421st CTS gives Ravens hands-on training

By Airman 1st Class Azaria E. Foster Joint Base McGuire-Dix-Lakehurst Public Affairs

 The U.S. Air Force Expeditionary Center's Phoenix Raven Qualification Course is dedicated to training its students to protect military aircraft in austere environments. Similarly, the 421st Combat Training Squadron has been dedicated to ensuring each Raven participant receives hands-on experience during the course.

The 421st CTS partnered with the 305th Operations Support Squadron, Army Support Activity, Dix, and several other agencies to deconstruct two C-130 Hercules and provide Phoenix Ravens with real-life experience while in training.

“The two decommissioned C-130 aircraft represent a significant training addition to the Phoenix Raven Qualification Course,” said Shane Spice, PRQC course director. “The Raven mission provides close-in security for DOD assets in austere locations.

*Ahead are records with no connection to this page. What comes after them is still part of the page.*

use std::io::{ErrorKind, Read};

use bytes::Bytes;

use crate::codec::{FrameAssembler, FrameConfig};
use crate::error::{FrameError, Result};

/// Reads complete frames from any `Read` stream.
///
/// Handles partial reads internally; callers always get complete frames,
/// with the terminator stripped.
pub struct FrameReader<T> {
    inner: T,
    assembler: FrameAssembler,
    chunk: Vec<u8>,
}

impl<T: Read> FrameReader<T> {
    /// Create a new frame reader with default configuration.
    pub fn new(inner: T) -> Self {
        Self::with_config(inner, FrameConfig::default())
    }

    /// Create a new frame reader with explicit configuration.
    pub fn with_config(inner: T, config: FrameConfig) -> Self {
        Self {
            inner,
            assembler: FrameAssembler::new(config.max_frame_len),
            chunk: vec![0u8; config.read_chunk_size.max(1)],
        }
    }

    /// Read the next complete frame (blocking).
    ///
    /// Returns `Err(FrameError::ConnectionClosed)` when EOF is reached; any
    /// unterminated trailing bytes are discarded at that point.
    pub fn read_frame(&mut self) -> Result<Bytes> {
        loop {
            if let Some(frame) = self.assembler.next_frame() {
                return frame;
            }

            let read = match self.inner.read(&mut self.chunk) {
                Ok(n) => n,
                Err(err) if err.kind() == ErrorKind::Interrupted => continue,
                Err(err) => return Err(FrameError::Io(err)),
            };

            if read == 0 {
                return Err(FrameError::ConnectionClosed);
            }

            self.assembler.extend(&self.chunk[..read]);
        }
    }

    /// The wrapped stream.
    pub fn get_ref(&self) -> &T {
        &self.inner
    }

    /// The wrapped stream, mutably. Reading from it directly skips buffered bytes.
    pub fn get_mut(&mut self) -> &mut T {
        &mut self.inner
    }

    /// Unwrap the stream, dropping any partially assembled frame.
    pub fn into_inner(self) -> T {
        self.inner
    }
}
use std::io::{ErrorKind, Write};

use bytes::BytesMut;

use crate::codec::encode_command;
use crate::error::{FrameError, Result};

const INITIAL_BUFFER_CAPACITY: usize = 256;

/// Writes correlated commands to any `Write` stream.
pub struct CommandWriter<T> {
    inner: T,
    buf: BytesMut,
}

impl<T: Write> CommandWriter<T> {
    /// Create a new command writer.
    pub fn new(inner: T) -> Self {
        Self {
            inner,
            buf: BytesMut::with_capacity(INITIAL_BUFFER_CAPACITY),
        }
    }

    /// Encode and write `<correlation_id>:<command>\n` (blocking).
    ///
    /// The whole command is written and flushed before this returns. A write
    /// timeout on the underlying stream surfaces as `FrameError::Io`.
    pub fn send(&mut self, correlation_id: &str, command: &str) -> Result<()> {
        self.buf.clear();
        encode_command(correlation_id, command, &mut self.buf)?;

        let mut offset = 0usize;
        while offset < self.buf.len() {
            match self.inner.write(&self.buf[offset..]) {
                Ok(0) => return Err(FrameError::ConnectionClosed),
                Ok(n) => offset += n,
                Err(err) if err.kind() == ErrorKind::Interrupted => continue,
                Err(err) => return Err(FrameError::Io(err)),
            }
        }

        self.flush()
    }

    /// Flush the underlying stream.
    pub fn flush(&mut self) -> Result<()> {
        loop {
            match self.inner.flush() {
                Ok(()) => return Ok(()),
                Err(err) if err.kind() == ErrorKind::Interrupted => continue,
                Err(err) => return Err(FrameError::Io(err)),
            }
        }
    }

    /// The wrapped stream.
    pub fn get_ref(&self) -> &T {
        &self.inner
    }

    /// The wrapped stream, mutably.
    pub fn get_mut(&mut self) -> &mut T {
        &mut self.inner
    }

    /// Unwrap the stream.
    pub fn into_inner(self) -> T {
        self.inner
    }
}

#[cfg(test)]
mod tests {
    use std::io::Cursor;
    use std::sync::atomic::{AtomicBool, Ordering};
    use std::sync::Arc;

    use super::*;

    #[test]
    fn write_single_command() {
        let mut writer = CommandWriter::new(Cursor::new(Vec::<u8>::new()));

        writer.send("1700000000001", "abc").unwrap();

        let wire = writer.into_inner().into_inner();
        assert_eq!(wire, b"1700000000001:abc\n");
    }

    #[test]
    fn write_multiple_commands() {
        let mut writer = CommandWriter::new(Cursor::new(Vec::<u8>::new()));

        writer.send("1", "START_STATE").unwrap();
        writer.send("2", "LED:on\n").unwrap();
        writer.send("3", "STOP_STATE").unwrap();

        let wire = writer.into_inner().into_inner();
        assert_eq!(wire, b"1:START_STATE\n2:LED:on\n3:STOP_STATE\n");
    }

    #[test]
    fn embedded_terminator_writes_nothing() {
        let mut writer = CommandWriter::new(Cursor::new(Vec::<u8>::new()));

        let err = writer.send("1", "two\nlines").unwrap_err();
        assert!(matches!(err, FrameError::EmbeddedTerminator));
        assert!(writer.into_inner().into_inner().is_empty());
    }

    #[test]
    fn flush_propagates() {
        let sink = FlushSpy::default();
        let flag = Arc::clone(&sink.flushed);
        let mut writer = CommandWriter::new(sink);

        writer.send("1", "x").unwrap();

        assert!(flag.load(Ordering::SeqCst));
    }

    #[test]
    fn handles_interrupted_write_and_flush() {
        let writer_impl = InterruptsOnce {
            wrote_once: false,
            flush_interrupted: false,
            data: Vec::new(),
        };

        let mut writer = CommandWriter::new(writer_impl);
        writer.send("5", "retry").unwrap();

        let inner = writer.into_inner();
        assert_eq!(inner.data, b"5:retry\n");
    }

    #[test]
    fn short_writes_are_completed() {
        let mut writer = CommandWriter::new(Dribble { data: Vec::new() });
        writer.send("42", "slow").unwrap();
        assert_eq!(writer.into_inner().data, b"42:slow\n");
    }

    #[test]
    fn write_timeout_surfaces_as_io_error() {
        let mut writer = CommandWriter::new(WouldBlockWriter);
        let err = writer.send("1", "x").unwrap_err();
        assert!(matches!(err, FrameError::Io(e) if e.kind() == ErrorKind::WouldBlock));
    }

    #[test]
    fn connection_closed_when_write_returns_zero() {
        let mut writer = CommandWriter::new(ClosedWriter);
        let err = writer.send("1", "x").unwrap_err();
        assert!(matches!(err, FrameError::ConnectionClosed));
    }

    #[derive(Default)]
    struct FlushSpy {
        flushed: Arc<AtomicBool>,
        data: Vec<u8>,
    }

    impl Write for FlushSpy {
        fn write(&mut self, buf: &[u8]) -> std::io::Result<usize> {
            self.data.extend_from_slice(buf);
            Ok(buf.len())
        }

        fn flush(&mut self) -> std::io::Result<()> {
            self.flushed.store(true, Ordering::SeqCst);
            Ok(())
        }
    }

    struct InterruptsOnce {
        wrote_once: bool,
        flush_interrupted: bool,
        data: Vec<u8>,
    }

    impl Write for InterruptsOnce {
        fn write(&mut self, buf: &[u8]) -> std::io::Result<usize> {
            if !self.wrote_once {
                self.wrote_once = true;
                return Err(std::io::Error::from(ErrorKind::Interrupted));
            }
            self.data.extend_from_slice(buf);
            Ok(buf.len())
        }

        fn flush(&mut self) -> std::io::Result<()> {
            if !self.flush_interrupted {
                self.flush_interrupted = true;
                return Err(std::io::Error::from(ErrorKind::Interrupted));
            }
            Ok(())
        }
    }

    struct Dribble {
        data: Vec<u8>,
    }

    impl Write for Dribble {
        fn write(&mut self, buf: &[u8]) -> std::io::Result<usize> {
            self.data.push(buf[0]);
            Ok(1)
        }

        fn flush(&mut self) -> std::io::Result<()> {
            Ok(())
        }
    }

    struct WouldBlockWriter;

    impl Write for WouldBlockWriter {
        fn write(&mut self, _buf: &[u8]) -> std::io::Result<usize> {
            Err(std::io::Error::from(ErrorKind::WouldBlock))
        }

        fn flush(&mut self) -> std::io::Result<()> {
            Ok(())
        }
    }

    struct ClosedWriter;

    impl Write for ClosedWriter {
        fn write(&mut self, _buf: &[u8]) -> std::io::Result<usize> {
            Ok(0)
        }

        fn flush(&mut self) -> std::io::Result<()> {
            Ok(())
        }
    }
}
use crate::cmd::VersionArgs;
use crate::exit::{CliResult, SUCCESS};

pub fn run(args: VersionArgs) -> CliResult<i32> {
    if !args.extended {
        println!("mculink {}", env!("CARGO_PKG_VERSION"));
        return Ok(SUCCESS);
    }

    println!("name: mculink");
    println!("version: {}", env!("CARGO_PKG_VERSION"));
    println!(
        "build_target: {}",
        option_env!("MCULINK_BUILD_TARGET").unwrap_or("unknown")
    );
    println!("target_os: {}", std::env::consts::OS);
    println!("target_arch: {}", std::env::consts::ARCH);
    println!("git_hash: {}", option_env!("GIT_HASH").unwrap_or("unknown"));
    println!(
        "features: session={}, cli=true",
        cfg!(feature = "session")
    );
    println!(
        "protocol: command=<id>:<text>\\n reply=R:<id>:<body>\\n state=S:<body>\\n"
    );

    Ok(SUCCESS)
}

Bringing true military fuselages to PRQC provides the realism expected of world class training and education.”


The PRQC was founded in 1997 and is unique to the U.S. Air Force and the U.S. Navy. Phoenix Raven candidates must prove their physical and mental fitness through three intense weeks of selection training at ASA, Dix, where they previously utilized an LMTV or Humvee to perform training tasks.

“Using fixed aircraft guarantees availability, reduces schedule changes and liberates precious resources for other priorities,” said U.S. Air Force Tech. Sgt. Gabriel Rosario, NCO in charge of PRQC. “This innovative project broadens the 421st CTS scenario portfolio, while the accessibility of the aircraft lets us train day, night, and in all weather conditions.”

Throughout the three-week process of deconstructing the C-130s, the 421st CTS worked with the 305th OSS to utilize the flightline. Additionally, once the process was complete, the aircraft were placed at an ASA, Dix, training range for PRQC use.

“JB MDL mission partners have helped us tremendously by allowing us to use a ramp space and providing to support us,” said U.S. Air Force Tech. Sgt. Brian McNerney, 421st CTS C-130 deconstruction projector manager. “I have a huge appreciation for all of these different partners that we have worked with to make this happen.”